I addition to the usual remedies you use when loading black powder cartridge ammunition with grease grooved bullets, you need a bullet mould that throws smooth sided bullets, or store bought smooth sided bullets. You can also paper patch grease grooved bullets. If you’re going to use grease cookies you should have a plan on how to make them. I use a Lee Shaver lube ribbon extruder for my lubrisizer that goes into a regular .45 calibre the sizing die. You also need proper paper. More on this later.
A good cleaning or wiping rod is important, because paper patching involves a lot of cleaning. Several qualities are important for a good cleaning rod. It must be flexible, it must be in a material that doesn’t wear the bore and it must be simple to use. My favourite is Tipton’s 1-Piece Deluxe Cleaning Rod with an ergonomically designed handle that spins on two sets of ball bearings – the result is that it smoothly follows the rifling both pushing and pulling, even while under pressure. It is made of carbon fibre, and has all the characteristics that are described above. I prefer using jags, but several of the world’s best shooters use a nylon brush instead of a jag. The nylon brush is used the same way as a jag.
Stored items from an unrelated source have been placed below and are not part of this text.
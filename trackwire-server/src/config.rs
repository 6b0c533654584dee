//! Server configuration.

use clap::Parser;

/// Command-line / environment configuration for the gateway.
#[derive(Parser, Debug, Clone)]
#[command(
    name = "trackwire-server",
    about = "Realtime gateway for the trackwire issue tracker"
)]
pub struct ServerConfig {
    /// Address for the HTTP/WebSocket listener.
    #[arg(long, env = "TRACKWIRE_LISTEN_ADDR", default_value = "127.0.0.1:4600")]
    pub listen_addr: String,

    /// Shared secret for verifying bearer tokens. Must match the secret the
    /// REST tier signs tokens with at login.
    #[arg(long, env = "TRACKWIRE_AUTH_SECRET")]
    pub auth_secret: String,
}
//! Client SDK for the trackwire realtime issue tracker.
//!
//! This crate carries the wire protocol (the nine-kind domain-event union),
//! the session-scoped realtime client, the interfaces to the external REST
//! tier, and the reconciliation stores that merge bulk fetches, local
//! mutation results, and peer broadcasts into one consistent view.
//!
//! The gateway (`trackwire-server`) depends on this crate for the event
//! types, so both ends of the socket parse the same tagged union.

pub mod api;
pub mod client;
pub mod error;
pub mod event;
pub mod store;
pub mod sync;
pub mod types;

pub use client::{ConnectConfig, RealtimeClient};
pub use error::{ApiError, ClientError};
pub use event::{ClientEvent, EventKind, ServerEvent};
pub use types::{CommentNode, CommentSnapshot, Identity, IssueSnapshot, IssueStatus, Role};
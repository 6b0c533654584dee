//! Identity and entity snapshot types shared by the client and the gateway.
//!
//! Snapshots mirror what the REST tier persists. Every mutation event on the
//! realtime socket carries a full snapshot, so a receiver can apply it
//! without a follow-up fetch (the comment thread view chooses to re-fetch
//! anyway; see [`crate::store::comments`]).

use chrono::{DateTime, Utc};
use serde::{Deserialize, Serialize};

/// A user's role in the tracker.
#[derive(Debug, Clone, Copy, PartialEq, Eq, Serialize, Deserialize)]
#[serde(rename_all = "lowercase")]
pub enum Role {
    Manager,
    Developer,
    Tester,
}

/// Authenticated identity attached to a realtime session.
///
/// Always derived server-side from the verified credential, never from
/// client-supplied payload fields.
#[derive(Debug, Clone, PartialEq, Serialize, Deserialize)]
pub struct Identity {
    pub id: i64,
    pub email: String,
    pub role: Role,
}

/// Issue workflow state.
#[derive(Debug, Clone, Copy, PartialEq, Eq, Serialize, Deserialize)]
#[serde(rename_all = "snake_case")]
pub enum IssueStatus {
    Open,
    InProgress,
    Resolved,
}

/// An issue record as persisted by the REST tier.
#[derive(Debug, Clone, PartialEq, Serialize, Deserialize)]
pub struct IssueSnapshot {
    pub id: i64,
    pub title: String,
    pub description: String,
    pub status: IssueStatus,
    #[serde(default, skip_serializing_if = "Option::is_none")]
    pub created_by: Option<i64>,
    #[serde(default, skip_serializing_if = "Option::is_none")]
    pub assigned_to: Option<i64>,
    #[serde(default, skip_serializing_if = "Option::is_none")]
    pub assigned_developer: Option<i64>,
    #[serde(default, skip_serializing_if = "Option::is_none")]
    pub assigned_tester: Option<i64>,
    #[serde(default, skip_serializing_if = "Option::is_none")]
    pub ai_summary: Option<String>,
    #[serde(default, skip_serializing_if = "Option::is_none")]
    pub created_at: Option<DateTime<Utc>>,
}

/// A comment record with the author fields the REST tier joins in.
#[derive(Debug, Clone, PartialEq, Serialize, Deserialize)]
pub struct CommentSnapshot {
    pub id: i64,
    pub issue_id: i64,
    pub content: String,
    #[serde(default, skip_serializing_if = "Option::is_none")]
    pub user_id: Option<i64>,
    #[serde(default, skip_serializing_if = "Option::is_none")]
    pub parent_comment_id: Option<i64>,
    #[serde(default, skip_serializing_if = "Option::is_none")]
    pub user_name: Option<String>,
    #[serde(default, skip_serializing_if = "Option::is_none")]
    pub user_email: Option<String>,
    #[serde(default, skip_serializing_if = "Option::is_none")]
    pub user_role: Option<Role>,
    #[serde(default, skip_serializing_if = "Option::is_none")]
    pub created_at: Option<DateTime<Utc>>,
    #[serde(default, skip_serializing_if = "Option::is_none")]
    pub updated_at: Option<DateTime<Utc>>,
}

/// One node of the threaded comment tree returned by the bulk-fetch
/// collaborator. Replies nest arbitrarily deep.
#[derive(Debug, Clone, PartialEq, Serialize, Deserialize)]
pub struct CommentNode {
    #[serde(flatten)]
    pub comment: CommentSnapshot,
    #[serde(default, skip_serializing_if = "Vec::is_empty")]
    pub replies: Vec<CommentNode>,
}

impl CommentNode {
    /// Total number of comments in this subtree, the node itself included.
    pub fn count(&self) -> usize {
        1 + self.replies.iter().map(CommentNode::count).sum::<usize>()
    }
}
Some shooters use a taper crimp die to secure the bullet into the case. A standard roll crimp will damage the paper and should be avoided. The difference between a taper crimp and roll crimp is that a taper crimp squeezes the ends of the case mouth inward along the side of the bullet but does not engrave the bullet, while a roll crimp is a slight inward roll of the cartridge case into the bullet.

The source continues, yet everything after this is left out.